Ma belle-fille m’a traité de vieux mendiant et a dit à mon fils de me mettre à la porte.

Ma belle-fille m’a traité de vieux mendiant et a dit à mon fils de me mettre à la porte.

Jessica se reprit la première, son choc se muant en rage.

« Tu nous mens depuis des années. Quel genre de personne malsaine et manipulatrice… »

« Je t’ai aidée », dis-je froidement. « Je t’ai offert un toit. Et dimanche dernier, tu m’as traitée de vieille mendiante et tu as dit à mon fils de me mettre à la porte. »

« J’étais en colère. Tu ne peux pas… »

« Daniel, dis quelque chose. »

Mais Daniel me fixait comme s’il ne m’avait jamais vue.

« Pendant tout ce temps… Maman, pourquoi tu ne me l’as pas dit ? »

« Est-ce que ça aurait changé quelque chose ? Est-ce que tu aurais empêché Jessica de dire ce qu’elle a dit ? » « M’aurais-tu défendu ? »

Silence.

Jessica lui saisit le bras.

« Elle essaie de te manipuler. C’est de la maltraitance envers une personne âgée. On peut porter plainte. On a des droits. On a payé cette maison depuis des années. »
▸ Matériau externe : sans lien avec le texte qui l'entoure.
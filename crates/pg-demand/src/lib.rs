//! `pg-demand` — converts per-zone aggregate statistics into integer parcel
//! volumes, split across couriers by market share.
//!
//! Everything here is a pure function of its inputs; no I/O, no RNG.

mod estimator;

#[cfg(test)]
mod tests;

pub use estimator::{estimate_all, estimate_zone, split_by_courier, ZoneDemand};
« Avec mon argent », corrigeai-je. « J’ai tous les documents relatifs à chaque transaction. Tom Chen est mon avocat. Tu recevras un avis d’expulsion ou une demande de renégociation du bail sous trente jours. »

« Des conditions de bail ? »

La voix de Jessica monta d’un ton si strident qu’elle aurait sans doute effrayé les chiens à trois rues de là.

« C’est notre maison. On y a consacré toute notre vie. On a des fonds propres. »

« Tu n’as rien. Vérifie l’acte de propriété. Vérifie le prêt hypothécaire. Mon nom. Mon argent. Ma maison. »

Daniel retrouva sa voix, et elle était désespérée.

« Maman, on n’a pas les moyens de se loger ailleurs. Pas avec le marché actuel. Où est-ce qu’on va aller ? »

« Tu as les 47 000 $ d’économies de Jessica. » « Ça devrait suffire pour le premier et le dernier mois, et un dépôt dans un endroit convenable. »

Jessica se figea.

« Comment savez-vous pour… »

« Je suis conseillère financière, Jessica. Les vérifications préalables font partie intégrante de mon métier. »

« Vous avez enquêté sur nous. »

« Je me suis protégée. »

Tom. Je ne l’avais pas vu monter les escaliers derrière eux, mais il était là, mallette à la main, l’air d’un avocat.

« Monsieur et Madame Foster, dit-il aimablement. J’ai votre notification officielle. Préférez-vous en discuter calmement ou communiquer par l’intermédiaire d’avocats ? »

Jessica se jeta sur moi, mais Daniel la retint.

« Vous ne pouvez pas faire ça. J’appelle la police. J’appelle les services sociaux. On va vous faire déclarer incapable. »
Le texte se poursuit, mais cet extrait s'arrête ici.